*TASK PROMPT*: Every line below that holds "consumed" must be copied.
START ENTRIES SUPPLIED
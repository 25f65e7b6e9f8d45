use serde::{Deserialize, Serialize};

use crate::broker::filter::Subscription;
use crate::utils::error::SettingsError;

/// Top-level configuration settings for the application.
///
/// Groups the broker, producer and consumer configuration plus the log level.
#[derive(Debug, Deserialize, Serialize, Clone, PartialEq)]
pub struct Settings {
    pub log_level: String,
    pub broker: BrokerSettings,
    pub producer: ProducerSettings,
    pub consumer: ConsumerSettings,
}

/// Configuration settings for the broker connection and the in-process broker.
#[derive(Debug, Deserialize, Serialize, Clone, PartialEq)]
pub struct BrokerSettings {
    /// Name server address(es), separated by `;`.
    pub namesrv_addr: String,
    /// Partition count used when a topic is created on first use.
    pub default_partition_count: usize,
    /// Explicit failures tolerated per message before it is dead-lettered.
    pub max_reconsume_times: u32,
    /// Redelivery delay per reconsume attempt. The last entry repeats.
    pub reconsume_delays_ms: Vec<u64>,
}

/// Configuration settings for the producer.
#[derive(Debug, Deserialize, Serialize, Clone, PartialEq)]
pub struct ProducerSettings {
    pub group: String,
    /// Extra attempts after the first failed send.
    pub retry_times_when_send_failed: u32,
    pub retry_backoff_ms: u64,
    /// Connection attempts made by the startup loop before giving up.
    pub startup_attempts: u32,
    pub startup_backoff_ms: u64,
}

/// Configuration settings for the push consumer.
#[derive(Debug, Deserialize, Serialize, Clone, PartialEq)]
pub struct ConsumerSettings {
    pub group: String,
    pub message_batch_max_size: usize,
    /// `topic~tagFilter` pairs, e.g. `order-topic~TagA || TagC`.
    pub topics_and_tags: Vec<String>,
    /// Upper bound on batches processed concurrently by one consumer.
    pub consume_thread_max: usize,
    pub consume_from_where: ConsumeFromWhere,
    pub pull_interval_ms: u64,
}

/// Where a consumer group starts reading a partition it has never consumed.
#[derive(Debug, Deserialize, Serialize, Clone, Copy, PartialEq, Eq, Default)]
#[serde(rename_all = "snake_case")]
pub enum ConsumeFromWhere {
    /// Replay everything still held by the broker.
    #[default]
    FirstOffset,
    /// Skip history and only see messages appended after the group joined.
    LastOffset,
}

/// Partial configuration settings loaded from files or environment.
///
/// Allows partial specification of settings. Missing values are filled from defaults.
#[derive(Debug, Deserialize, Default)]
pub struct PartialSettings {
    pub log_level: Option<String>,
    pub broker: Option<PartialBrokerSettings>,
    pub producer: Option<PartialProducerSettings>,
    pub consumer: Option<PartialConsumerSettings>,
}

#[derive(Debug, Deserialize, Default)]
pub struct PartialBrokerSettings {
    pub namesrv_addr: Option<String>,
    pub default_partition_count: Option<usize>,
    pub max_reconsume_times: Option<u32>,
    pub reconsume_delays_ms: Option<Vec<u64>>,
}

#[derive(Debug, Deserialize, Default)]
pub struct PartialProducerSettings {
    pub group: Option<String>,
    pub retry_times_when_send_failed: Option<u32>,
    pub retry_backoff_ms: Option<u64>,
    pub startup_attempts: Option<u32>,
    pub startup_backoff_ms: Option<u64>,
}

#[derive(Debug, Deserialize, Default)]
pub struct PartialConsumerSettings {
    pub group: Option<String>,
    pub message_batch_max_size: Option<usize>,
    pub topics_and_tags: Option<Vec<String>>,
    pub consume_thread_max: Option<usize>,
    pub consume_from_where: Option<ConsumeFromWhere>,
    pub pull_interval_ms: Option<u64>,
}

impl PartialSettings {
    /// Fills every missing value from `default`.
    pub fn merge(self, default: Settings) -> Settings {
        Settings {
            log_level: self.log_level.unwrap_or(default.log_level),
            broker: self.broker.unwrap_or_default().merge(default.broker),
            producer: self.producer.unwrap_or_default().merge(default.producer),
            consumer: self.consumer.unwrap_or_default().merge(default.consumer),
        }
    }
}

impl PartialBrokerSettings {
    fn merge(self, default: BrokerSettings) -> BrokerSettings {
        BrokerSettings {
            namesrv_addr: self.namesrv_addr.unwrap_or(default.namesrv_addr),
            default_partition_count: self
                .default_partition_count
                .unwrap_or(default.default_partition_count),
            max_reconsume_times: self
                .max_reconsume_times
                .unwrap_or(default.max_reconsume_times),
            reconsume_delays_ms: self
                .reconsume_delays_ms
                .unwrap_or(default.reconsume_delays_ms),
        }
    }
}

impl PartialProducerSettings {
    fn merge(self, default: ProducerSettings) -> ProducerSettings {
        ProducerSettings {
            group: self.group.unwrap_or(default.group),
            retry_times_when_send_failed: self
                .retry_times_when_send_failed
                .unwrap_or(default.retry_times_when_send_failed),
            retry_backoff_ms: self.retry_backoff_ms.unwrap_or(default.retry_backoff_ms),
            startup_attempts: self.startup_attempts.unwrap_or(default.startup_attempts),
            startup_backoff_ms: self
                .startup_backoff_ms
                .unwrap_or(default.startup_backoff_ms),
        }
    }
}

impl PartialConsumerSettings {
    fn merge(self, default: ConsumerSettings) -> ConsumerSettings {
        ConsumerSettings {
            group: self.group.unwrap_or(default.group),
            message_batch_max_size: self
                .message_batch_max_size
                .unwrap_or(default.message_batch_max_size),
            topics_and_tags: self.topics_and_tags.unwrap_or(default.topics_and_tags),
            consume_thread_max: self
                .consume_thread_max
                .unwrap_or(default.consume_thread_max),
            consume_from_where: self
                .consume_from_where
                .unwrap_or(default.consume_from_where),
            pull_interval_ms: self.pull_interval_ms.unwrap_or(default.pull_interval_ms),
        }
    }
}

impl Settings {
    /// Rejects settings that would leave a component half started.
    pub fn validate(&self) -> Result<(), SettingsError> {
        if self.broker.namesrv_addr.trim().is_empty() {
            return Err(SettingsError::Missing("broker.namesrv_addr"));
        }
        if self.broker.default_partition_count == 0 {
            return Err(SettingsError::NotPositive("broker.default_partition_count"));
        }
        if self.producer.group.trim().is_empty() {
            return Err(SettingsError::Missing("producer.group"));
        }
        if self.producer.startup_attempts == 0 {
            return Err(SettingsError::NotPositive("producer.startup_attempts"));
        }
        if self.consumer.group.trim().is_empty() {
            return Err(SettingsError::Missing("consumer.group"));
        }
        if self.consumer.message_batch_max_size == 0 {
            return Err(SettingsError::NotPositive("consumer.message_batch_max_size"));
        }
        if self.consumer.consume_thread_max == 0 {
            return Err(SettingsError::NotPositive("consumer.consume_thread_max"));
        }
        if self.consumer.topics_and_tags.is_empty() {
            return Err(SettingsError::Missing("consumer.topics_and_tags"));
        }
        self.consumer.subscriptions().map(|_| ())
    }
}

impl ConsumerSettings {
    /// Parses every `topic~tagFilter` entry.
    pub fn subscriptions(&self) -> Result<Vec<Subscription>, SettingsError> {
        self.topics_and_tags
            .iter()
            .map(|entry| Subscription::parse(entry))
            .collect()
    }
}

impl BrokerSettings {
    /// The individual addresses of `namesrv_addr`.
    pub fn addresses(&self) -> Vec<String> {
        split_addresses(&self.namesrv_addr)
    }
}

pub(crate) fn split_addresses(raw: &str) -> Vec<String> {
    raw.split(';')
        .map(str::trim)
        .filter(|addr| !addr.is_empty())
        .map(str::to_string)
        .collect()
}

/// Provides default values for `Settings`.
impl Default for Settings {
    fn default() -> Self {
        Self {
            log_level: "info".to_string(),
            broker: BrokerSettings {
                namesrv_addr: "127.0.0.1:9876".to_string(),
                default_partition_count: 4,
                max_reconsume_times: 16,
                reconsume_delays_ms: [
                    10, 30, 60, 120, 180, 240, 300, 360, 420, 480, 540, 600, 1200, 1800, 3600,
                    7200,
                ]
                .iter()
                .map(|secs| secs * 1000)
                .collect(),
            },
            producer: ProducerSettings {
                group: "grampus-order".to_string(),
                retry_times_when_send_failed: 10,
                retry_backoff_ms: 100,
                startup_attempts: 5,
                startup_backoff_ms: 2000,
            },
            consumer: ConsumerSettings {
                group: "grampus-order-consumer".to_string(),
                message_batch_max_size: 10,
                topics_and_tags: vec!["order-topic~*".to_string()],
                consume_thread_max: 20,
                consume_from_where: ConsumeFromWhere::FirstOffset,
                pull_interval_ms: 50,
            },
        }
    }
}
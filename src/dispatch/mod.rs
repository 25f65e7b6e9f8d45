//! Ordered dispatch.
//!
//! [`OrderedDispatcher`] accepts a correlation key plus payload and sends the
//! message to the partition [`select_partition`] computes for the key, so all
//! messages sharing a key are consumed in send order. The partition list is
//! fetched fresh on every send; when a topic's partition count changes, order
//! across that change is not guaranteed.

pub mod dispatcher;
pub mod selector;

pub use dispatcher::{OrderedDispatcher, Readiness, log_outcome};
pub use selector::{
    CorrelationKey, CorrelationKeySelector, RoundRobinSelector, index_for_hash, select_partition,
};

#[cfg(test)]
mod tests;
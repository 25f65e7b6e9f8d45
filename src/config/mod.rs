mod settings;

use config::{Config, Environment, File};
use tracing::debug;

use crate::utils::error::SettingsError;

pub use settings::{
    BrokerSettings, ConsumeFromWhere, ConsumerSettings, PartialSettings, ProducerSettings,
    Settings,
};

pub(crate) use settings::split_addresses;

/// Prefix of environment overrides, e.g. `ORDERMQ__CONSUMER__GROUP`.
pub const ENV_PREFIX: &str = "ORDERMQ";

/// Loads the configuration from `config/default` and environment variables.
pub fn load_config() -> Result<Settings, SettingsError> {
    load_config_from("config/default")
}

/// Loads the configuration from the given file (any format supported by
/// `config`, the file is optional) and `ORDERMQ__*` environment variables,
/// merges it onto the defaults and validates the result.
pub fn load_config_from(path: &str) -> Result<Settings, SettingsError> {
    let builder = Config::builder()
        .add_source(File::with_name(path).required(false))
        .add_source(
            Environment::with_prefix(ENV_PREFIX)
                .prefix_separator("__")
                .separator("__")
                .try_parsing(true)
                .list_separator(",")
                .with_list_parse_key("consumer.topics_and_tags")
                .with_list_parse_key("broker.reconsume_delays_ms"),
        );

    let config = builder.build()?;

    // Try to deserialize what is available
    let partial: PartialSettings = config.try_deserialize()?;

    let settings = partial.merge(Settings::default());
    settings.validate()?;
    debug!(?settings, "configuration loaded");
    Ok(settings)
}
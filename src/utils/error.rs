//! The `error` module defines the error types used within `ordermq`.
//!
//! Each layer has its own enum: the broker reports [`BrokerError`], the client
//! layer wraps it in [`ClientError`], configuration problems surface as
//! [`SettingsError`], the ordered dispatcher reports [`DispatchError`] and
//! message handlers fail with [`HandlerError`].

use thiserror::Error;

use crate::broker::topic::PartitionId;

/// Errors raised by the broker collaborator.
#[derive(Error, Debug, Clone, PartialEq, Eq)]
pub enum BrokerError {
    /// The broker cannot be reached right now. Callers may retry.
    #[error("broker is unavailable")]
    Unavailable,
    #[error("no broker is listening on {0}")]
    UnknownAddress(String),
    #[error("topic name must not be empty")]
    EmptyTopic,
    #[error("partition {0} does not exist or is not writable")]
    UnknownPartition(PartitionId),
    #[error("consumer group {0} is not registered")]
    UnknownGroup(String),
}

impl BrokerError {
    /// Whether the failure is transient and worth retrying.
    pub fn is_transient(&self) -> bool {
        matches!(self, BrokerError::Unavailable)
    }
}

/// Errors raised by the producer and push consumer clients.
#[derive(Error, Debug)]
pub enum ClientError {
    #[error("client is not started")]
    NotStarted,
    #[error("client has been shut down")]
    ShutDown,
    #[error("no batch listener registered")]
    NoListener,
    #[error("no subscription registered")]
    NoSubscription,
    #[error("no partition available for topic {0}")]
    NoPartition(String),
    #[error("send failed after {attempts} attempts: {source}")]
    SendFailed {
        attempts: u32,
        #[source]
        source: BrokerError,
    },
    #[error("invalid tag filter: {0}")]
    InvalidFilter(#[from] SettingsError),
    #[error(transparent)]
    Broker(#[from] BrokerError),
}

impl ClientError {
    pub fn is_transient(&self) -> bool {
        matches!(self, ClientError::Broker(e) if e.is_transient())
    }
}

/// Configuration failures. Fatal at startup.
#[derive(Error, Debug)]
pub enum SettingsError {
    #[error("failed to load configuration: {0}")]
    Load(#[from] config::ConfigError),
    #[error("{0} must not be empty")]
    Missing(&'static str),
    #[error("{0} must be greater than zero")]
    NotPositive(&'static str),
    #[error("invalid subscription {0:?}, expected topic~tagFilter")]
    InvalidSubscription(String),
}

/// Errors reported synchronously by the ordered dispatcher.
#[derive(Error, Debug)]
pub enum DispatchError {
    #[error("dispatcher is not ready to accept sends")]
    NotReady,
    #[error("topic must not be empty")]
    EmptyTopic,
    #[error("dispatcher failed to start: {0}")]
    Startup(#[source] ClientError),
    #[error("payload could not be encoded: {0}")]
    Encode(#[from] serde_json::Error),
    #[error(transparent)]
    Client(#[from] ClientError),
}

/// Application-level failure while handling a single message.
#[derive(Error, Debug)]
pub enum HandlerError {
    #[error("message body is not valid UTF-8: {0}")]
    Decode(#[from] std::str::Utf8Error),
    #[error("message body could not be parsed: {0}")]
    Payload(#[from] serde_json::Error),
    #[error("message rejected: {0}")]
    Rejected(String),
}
END ENTRIES SUPPLIED
*TASK RESPONSE*:
/// Where a consumer group starts reading a partition it has never consumed.
//! messages sharing a key are consumed in send order. The partition list is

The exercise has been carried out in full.